_TASK OBJECTIVE_
How many lines in the records below contain the word "variables"? Give only the number.

━━ EXCERPTED DATA

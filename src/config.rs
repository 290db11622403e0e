use crate::docker::parse_memory_limit;
use crate::lifecycle::CreateStrategy;
use serde::Deserialize;
use std::collections::HashMap;
use std::path::Path;
use std::time::Duration;

/// Global configuration for the proxy
#[derive(Debug, Deserialize, Clone, Default)]
pub struct Config {
    /// Server configuration
    #[serde(default)]
    pub server: ServerConfig,

    /// Container runtime connection settings
    #[serde(default)]
    pub runtime: RuntimeConfig,

    /// Where the workload name is read from
    #[serde(default)]
    pub session: SessionConfig,

    /// Auto-creation settings
    #[serde(default)]
    pub workload: WorkloadConfig,
}

#[derive(Debug, Deserialize, Clone)]
pub struct ServerConfig {
    /// HTTP port (default: 8080)
    #[serde(default = "default_listen_port")]
    pub port: u16,

    /// Bind address (default: 0.0.0.0)
    #[serde(default = "default_bind_address")]
    pub bind: String,

    /// Maximum idle connections per backend host (default: 10)
    #[serde(default = "default_pool_max_idle_per_host")]
    pub pool_max_idle_per_host: usize,

    /// Idle connection timeout in seconds (default: 90)
    #[serde(default = "default_pool_idle_timeout")]
    pub pool_idle_timeout_secs: u64,

    /// Max time to wait for a backend response in seconds (default: 30)
    #[serde(default = "default_request_timeout")]
    pub request_timeout_secs: u64,
}

impl Default for ServerConfig {
    fn default() -> Self {
        Self {
            port: default_listen_port(),
            bind: default_bind_address(),
            pool_max_idle_per_host: default_pool_max_idle_per_host(),
            pool_idle_timeout_secs: default_pool_idle_timeout(),
            request_timeout_secs: default_request_timeout(),
        }
    }
}

impl ServerConfig {
    pub fn request_timeout(&self) -> Duration {
        Duration::from_secs(self.request_timeout_secs)
    }

    pub fn pool_idle_timeout(&self) -> Duration {
        Duration::from_secs(self.pool_idle_timeout_secs)
    }
}

#[derive(Debug, Deserialize, Clone)]
pub struct RuntimeConfig {
    /// Docker host URL (default: DOCKER_HOST, then common socket paths)
    pub docker_host: Option<String>,

    /// Host that published container ports are reachable on (default: 127.0.0.1)
    #[serde(default = "default_upstream_host")]
    pub upstream_host: String,
}

impl Default for RuntimeConfig {
    fn default() -> Self {
        Self {
            docker_host: None,
            upstream_host: default_upstream_host(),
        }
    }
}

/// Where the workload name of a request comes from
#[derive(Debug, Deserialize, Clone, Default, PartialEq)]
#[serde(rename_all = "lowercase")]
pub enum SessionSource {
    /// Signed session cookie (HS256 JWT) carrying the name in a claim
    #[default]
    Cookie,
    /// Plain request header, for deployments behind a trusted auth proxy
    Header,
}

#[derive(Debug, Deserialize, Clone)]
pub struct SessionConfig {
    #[serde(default)]
    pub source: SessionSource,

    /// Session cookie name (default: dockgate_session)
    #[serde(default = "default_cookie_name")]
    pub cookie_name: String,

    /// HMAC secret used to verify session tokens (required for cookie source)
    pub secret: Option<String>,

    /// Claim holding the workload name (default: container)
    #[serde(default = "default_claim")]
    pub claim: String,

    /// Header holding the workload name (default: x-dockgate-workload)
    #[serde(default = "default_session_header")]
    pub header: String,
}

impl Default for SessionConfig {
    fn default() -> Self {
        Self {
            source: SessionSource::default(),
            cookie_name: default_cookie_name(),
            secret: None,
            claim: default_claim(),
            header: default_session_header(),
        }
    }
}

#[derive(Debug, Deserialize, Clone, Default)]
pub struct WorkloadConfig {
    /// Create missing containers on demand (default: false)
    #[serde(default)]
    pub auto_create: bool,

    /// Template used when creating a missing container
    pub template: Option<ContainerTemplate>,
}

/// Image pull policy applied before creating a container
#[derive(Debug, Deserialize, Clone, Default, PartialEq)]
#[serde(rename_all = "lowercase")]
pub enum PullPolicy {
    /// Pull if image doesn't exist locally (default)
    #[default]
    #[serde(alias = "if-not-present")]
    IfNotPresent,
    /// Always pull before creating
    Always,
    /// Never pull, fail if image doesn't exist
    Never,
}

/// Fixed container configuration. The workload name is merged in at
/// creation time and becomes the container name.
#[derive(Debug, Deserialize, Clone, Default, PartialEq)]
pub struct ContainerTemplate {
    /// Docker image to run
    pub image: String,

    /// Port the application listens on inside the container.
    /// It is published on an ephemeral host port.
    pub port: u16,

    /// Command arguments
    #[serde(default)]
    pub args: Vec<String>,

    /// Environment variables to set
    #[serde(default)]
    pub env: HashMap<String, String>,

    /// Extra container labels
    #[serde(default)]
    pub labels: HashMap<String, String>,

    /// Docker network to connect to (default: bridge)
    pub network: Option<String>,

    /// Memory limit (e.g., "512m", "1g")
    pub memory: Option<String>,

    /// CPU limit (e.g., "0.5", "2")
    pub cpus: Option<String>,

    /// Image pull policy: "always", "never", or "if-not-present" (default)
    #[serde(default)]
    pub pull_policy: PullPolicy,
}

impl ContainerTemplate {
    /// Create a template with defaults for everything but image and port
    pub fn new(image: &str, port: u16) -> Self {
        Self {
            image: image.to_string(),
            port,
            ..Default::default()
        }
    }

    /// Set environment variables (builder pattern)
    pub fn with_env(mut self, env: HashMap<String, String>) -> Self {
        self.env = env;
        self
    }

    /// Set arguments (builder pattern)
    pub fn with_args(mut self, args: Vec<String>) -> Self {
        self.args = args;
        self
    }

    /// Validate the template
    pub fn validate(&self) -> Result<(), String> {
        if self.image.trim().is_empty() {
            return Err("workload template requires 'image' field".to_string());
        }
        if self.port == 0 {
            return Err("workload template: 'port' must be greater than 0".to_string());
        }
        if let Some(ref memory) = self.memory {
            parse_memory_limit(memory)
                .map_err(|_| format!("workload template: invalid memory limit '{}'", memory))?;
        }
        if let Some(ref cpus) = self.cpus {
            cpus.parse::<f64>()
                .map_err(|_| format!("workload template: invalid CPU limit '{}'", cpus))?;
        }
        Ok(())
    }
}

/// Immutable per-process proxy settings read by every request
#[derive(Clone)]
pub struct ProxyConfig {
    /// Whether a missing instance may be provisioned
    pub auto_create: bool,
    /// How to provision a missing instance
    pub create: Option<CreateStrategy>,
    /// Host used when building targets from published ports
    pub upstream_host: String,
}

impl Default for ProxyConfig {
    fn default() -> Self {
        Self {
            auto_create: false,
            create: None,
            upstream_host: default_upstream_host(),
        }
    }
}

impl std::fmt::Debug for ProxyConfig {
    fn fmt(&self, f: &mut std::fmt::Formatter<'_>) -> std::fmt::Result {
        f.debug_struct("ProxyConfig")
            .field("auto_create", &self.auto_create)
            .field("create", &self.create.as_ref().map(CreateStrategy::kind))
            .field("upstream_host", &self.upstream_host)
            .finish()
    }
}

// Default value functions
fn default_listen_port() -> u16 {
    8080
}

fn default_bind_address() -> String {
    "0.0.0.0".to_string()
}

fn default_pool_max_idle_per_host() -> usize {
    10 // Keep up to 10 idle connections per backend
}

fn default_pool_idle_timeout() -> u64 {
    90 // Close idle connections after 90 seconds
}

fn default_request_timeout() -> u64 {
    30
}

fn default_upstream_host() -> String {
    "127.0.0.1".to_string()
}

fn default_cookie_name() -> String {
    "dockgate_session".to_string()
}

fn default_claim() -> String {
    "container".to_string()
}

fn default_session_header() -> String {
    "x-dockgate-workload".to_string()
}

impl Config {
    pub fn load<P: AsRef<Path>>(path: P) -> anyhow::Result<Self> {
        let content = std::fs::read_to_string(path)?;
        let config: Config = toml::from_str(&content)?;
        config.validate()?;
        Ok(config)
    }

    /// Validate all configuration
    pub fn validate(&self) -> anyhow::Result<()> {
        let mut errors = Vec::new();

        if self.session.source == SessionSource::Cookie
            && self.session.secret.as_deref().map_or(true, str::is_empty)
        {
            errors.push("session: cookie source requires 'secret'".to_string());
        }
        if self.session.source == SessionSource::Header
            && hyper::header::HeaderName::from_bytes(self.session.header.as_bytes()).is_err()
        {
            errors.push(format!("session: invalid header name '{}'", self.session.header));
        }

        if let Some(ref template) = self.workload.template {
            if let Err(e) = template.validate() {
                errors.push(e);
            }
        }

        if self.runtime.upstream_host.trim().is_empty() {
            errors.push("runtime: 'upstream_host' must not be empty".to_string());
        }

        if !errors.is_empty() {
            anyhow::bail!("Configuration errors:\n  - {}", errors.join("\n  - "));
        }

        Ok(())
    }

    /// Build the immutable proxy settings from this configuration
    pub fn proxy_config(&self) -> ProxyConfig {
        ProxyConfig {
            auto_create: self.workload.auto_create,
            create: self.workload.template.clone().map(CreateStrategy::Template),
            upstream_host: self.runtime.upstream_host.clone(),
        }
    }
}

━━━━

_EXERCISE RESULT_
2